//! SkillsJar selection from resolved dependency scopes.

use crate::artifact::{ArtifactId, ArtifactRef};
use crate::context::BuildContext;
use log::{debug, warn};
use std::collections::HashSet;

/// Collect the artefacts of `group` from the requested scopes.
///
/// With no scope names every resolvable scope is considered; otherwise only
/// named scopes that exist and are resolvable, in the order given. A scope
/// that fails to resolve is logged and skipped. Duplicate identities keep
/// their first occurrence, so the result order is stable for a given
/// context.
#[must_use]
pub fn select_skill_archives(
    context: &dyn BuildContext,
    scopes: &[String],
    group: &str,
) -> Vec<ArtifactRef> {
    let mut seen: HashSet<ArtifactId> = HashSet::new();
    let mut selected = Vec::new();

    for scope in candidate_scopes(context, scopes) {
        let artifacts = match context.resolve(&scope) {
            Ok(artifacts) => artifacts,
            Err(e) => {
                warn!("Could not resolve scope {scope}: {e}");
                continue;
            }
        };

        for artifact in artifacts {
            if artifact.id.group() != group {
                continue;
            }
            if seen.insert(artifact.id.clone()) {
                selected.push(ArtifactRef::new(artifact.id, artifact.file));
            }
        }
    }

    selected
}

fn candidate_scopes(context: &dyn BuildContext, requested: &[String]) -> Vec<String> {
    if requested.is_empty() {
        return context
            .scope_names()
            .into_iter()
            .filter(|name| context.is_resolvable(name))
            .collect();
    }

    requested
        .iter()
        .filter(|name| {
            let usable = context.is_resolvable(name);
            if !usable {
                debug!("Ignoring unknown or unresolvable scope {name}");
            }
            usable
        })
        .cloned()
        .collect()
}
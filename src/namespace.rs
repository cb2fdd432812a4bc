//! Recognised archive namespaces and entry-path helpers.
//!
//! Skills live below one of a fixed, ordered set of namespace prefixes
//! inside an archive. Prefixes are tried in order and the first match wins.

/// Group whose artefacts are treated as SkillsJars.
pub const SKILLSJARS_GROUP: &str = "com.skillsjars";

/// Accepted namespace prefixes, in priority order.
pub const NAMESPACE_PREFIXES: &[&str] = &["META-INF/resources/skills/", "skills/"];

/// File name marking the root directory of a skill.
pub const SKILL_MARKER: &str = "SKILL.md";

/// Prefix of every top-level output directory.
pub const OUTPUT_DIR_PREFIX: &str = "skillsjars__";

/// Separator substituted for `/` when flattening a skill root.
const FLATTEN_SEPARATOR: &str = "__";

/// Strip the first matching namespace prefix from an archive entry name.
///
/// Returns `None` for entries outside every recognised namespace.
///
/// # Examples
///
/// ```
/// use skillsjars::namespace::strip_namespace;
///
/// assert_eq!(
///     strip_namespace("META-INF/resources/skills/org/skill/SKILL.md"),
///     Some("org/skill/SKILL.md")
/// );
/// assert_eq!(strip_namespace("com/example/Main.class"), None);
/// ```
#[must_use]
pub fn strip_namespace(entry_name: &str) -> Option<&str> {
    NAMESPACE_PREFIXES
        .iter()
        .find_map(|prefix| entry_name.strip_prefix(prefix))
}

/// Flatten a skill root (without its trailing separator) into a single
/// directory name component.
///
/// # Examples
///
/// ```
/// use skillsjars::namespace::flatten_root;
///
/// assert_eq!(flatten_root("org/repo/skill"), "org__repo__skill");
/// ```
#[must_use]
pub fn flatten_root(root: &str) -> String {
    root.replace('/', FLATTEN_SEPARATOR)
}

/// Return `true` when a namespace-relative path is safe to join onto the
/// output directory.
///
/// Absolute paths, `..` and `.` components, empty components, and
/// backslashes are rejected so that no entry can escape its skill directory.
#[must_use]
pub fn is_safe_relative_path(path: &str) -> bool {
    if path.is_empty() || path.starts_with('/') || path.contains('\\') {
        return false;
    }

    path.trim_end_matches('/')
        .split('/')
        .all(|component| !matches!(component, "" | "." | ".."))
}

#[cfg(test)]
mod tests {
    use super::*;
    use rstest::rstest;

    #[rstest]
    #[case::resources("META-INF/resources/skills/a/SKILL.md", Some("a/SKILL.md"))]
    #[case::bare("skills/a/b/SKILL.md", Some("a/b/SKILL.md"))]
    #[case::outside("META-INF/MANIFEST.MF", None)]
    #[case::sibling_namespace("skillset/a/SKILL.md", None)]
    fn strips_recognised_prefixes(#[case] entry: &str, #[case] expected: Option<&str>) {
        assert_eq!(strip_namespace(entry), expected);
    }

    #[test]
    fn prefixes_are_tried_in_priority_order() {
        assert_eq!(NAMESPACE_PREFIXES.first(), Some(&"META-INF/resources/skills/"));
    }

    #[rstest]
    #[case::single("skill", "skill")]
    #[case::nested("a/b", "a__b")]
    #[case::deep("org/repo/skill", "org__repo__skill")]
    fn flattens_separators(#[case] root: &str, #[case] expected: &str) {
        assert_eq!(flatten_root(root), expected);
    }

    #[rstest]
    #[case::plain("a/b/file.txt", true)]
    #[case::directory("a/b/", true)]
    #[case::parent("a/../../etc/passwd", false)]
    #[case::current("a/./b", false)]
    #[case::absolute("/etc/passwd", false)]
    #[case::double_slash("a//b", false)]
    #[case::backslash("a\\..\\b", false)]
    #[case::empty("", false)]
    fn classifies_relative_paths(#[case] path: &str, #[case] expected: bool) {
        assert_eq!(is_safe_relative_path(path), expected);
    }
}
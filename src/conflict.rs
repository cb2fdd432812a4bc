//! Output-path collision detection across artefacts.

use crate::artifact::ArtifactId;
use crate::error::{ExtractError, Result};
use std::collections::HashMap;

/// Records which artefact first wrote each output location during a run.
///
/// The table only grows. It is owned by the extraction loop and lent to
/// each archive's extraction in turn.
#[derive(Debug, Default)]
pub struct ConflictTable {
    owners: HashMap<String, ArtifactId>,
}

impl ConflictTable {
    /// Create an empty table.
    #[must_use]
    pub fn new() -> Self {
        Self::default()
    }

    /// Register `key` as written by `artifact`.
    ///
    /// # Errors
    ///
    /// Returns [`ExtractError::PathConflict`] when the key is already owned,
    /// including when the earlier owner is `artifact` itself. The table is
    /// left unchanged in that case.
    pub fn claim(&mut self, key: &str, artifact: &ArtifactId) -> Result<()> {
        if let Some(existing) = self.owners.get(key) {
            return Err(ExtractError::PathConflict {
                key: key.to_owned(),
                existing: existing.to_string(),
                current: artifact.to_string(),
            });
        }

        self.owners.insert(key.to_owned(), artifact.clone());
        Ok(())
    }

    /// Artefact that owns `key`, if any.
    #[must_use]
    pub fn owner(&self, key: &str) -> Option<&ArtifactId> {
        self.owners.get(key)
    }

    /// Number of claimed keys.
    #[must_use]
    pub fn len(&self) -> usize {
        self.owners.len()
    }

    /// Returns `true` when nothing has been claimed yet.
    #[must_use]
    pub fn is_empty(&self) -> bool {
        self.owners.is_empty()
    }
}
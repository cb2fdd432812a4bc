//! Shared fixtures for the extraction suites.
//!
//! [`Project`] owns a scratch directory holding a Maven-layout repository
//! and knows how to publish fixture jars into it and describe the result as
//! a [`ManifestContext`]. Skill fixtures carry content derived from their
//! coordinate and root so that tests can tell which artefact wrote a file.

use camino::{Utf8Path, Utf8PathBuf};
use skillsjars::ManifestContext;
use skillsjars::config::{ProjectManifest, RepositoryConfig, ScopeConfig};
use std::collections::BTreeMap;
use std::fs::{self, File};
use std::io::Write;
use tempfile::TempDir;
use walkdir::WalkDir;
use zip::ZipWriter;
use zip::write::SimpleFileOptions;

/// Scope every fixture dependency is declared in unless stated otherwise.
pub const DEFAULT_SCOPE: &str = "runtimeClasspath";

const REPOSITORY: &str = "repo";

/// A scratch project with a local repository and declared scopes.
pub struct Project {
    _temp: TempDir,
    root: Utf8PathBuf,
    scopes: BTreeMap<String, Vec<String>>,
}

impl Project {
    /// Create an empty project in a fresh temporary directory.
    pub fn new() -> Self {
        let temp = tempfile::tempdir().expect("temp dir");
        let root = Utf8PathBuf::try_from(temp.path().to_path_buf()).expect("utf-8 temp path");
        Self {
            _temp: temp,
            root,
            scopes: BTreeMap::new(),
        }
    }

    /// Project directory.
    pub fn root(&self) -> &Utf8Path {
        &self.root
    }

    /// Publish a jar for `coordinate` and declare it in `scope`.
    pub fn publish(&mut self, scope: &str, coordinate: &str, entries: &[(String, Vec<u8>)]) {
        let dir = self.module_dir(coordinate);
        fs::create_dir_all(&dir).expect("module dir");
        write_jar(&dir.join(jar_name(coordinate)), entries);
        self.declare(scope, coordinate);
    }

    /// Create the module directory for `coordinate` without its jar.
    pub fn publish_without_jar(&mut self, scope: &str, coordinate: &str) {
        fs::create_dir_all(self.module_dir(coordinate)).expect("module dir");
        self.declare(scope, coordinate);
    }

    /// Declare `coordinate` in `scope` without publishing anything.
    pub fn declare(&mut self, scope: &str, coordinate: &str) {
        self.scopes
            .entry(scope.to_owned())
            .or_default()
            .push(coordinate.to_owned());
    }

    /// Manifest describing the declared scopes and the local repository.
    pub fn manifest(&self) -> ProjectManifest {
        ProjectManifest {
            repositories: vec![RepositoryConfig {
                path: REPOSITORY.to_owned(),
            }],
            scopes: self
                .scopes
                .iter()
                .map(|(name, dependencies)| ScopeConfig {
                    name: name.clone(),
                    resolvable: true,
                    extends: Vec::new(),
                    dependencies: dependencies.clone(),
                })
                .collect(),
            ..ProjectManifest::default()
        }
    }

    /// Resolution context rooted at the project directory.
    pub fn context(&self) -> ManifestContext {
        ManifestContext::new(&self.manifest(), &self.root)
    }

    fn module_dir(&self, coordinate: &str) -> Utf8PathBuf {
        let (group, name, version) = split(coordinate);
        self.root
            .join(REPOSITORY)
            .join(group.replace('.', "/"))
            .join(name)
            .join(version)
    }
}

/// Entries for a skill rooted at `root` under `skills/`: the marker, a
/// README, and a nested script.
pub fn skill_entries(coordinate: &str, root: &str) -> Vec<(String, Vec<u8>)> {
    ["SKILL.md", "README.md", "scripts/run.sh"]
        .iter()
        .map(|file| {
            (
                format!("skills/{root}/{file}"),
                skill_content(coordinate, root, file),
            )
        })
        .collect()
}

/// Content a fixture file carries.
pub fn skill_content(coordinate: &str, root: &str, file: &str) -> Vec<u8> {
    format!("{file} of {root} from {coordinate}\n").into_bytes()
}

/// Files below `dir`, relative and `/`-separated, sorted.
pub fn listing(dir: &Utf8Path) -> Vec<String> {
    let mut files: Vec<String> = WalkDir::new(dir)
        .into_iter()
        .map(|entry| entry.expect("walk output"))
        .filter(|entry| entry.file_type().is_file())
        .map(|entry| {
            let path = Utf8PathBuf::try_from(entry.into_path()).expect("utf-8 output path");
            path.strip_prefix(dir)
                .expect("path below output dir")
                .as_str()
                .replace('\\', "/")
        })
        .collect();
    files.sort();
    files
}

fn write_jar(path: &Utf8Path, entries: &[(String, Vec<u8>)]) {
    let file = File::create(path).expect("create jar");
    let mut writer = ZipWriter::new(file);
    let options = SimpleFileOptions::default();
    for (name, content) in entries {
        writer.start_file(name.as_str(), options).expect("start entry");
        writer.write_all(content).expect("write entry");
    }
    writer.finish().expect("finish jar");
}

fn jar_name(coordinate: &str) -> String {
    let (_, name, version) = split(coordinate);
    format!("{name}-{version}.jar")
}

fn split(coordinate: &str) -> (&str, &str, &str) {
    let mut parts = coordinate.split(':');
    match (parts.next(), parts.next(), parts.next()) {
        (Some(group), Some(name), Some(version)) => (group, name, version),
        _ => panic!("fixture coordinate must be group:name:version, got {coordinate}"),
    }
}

# Instructions for the task:
Where the word "None" appears in a line of the data above, tally that line; then give the total and nothing more.

# Reply to the exercise:
4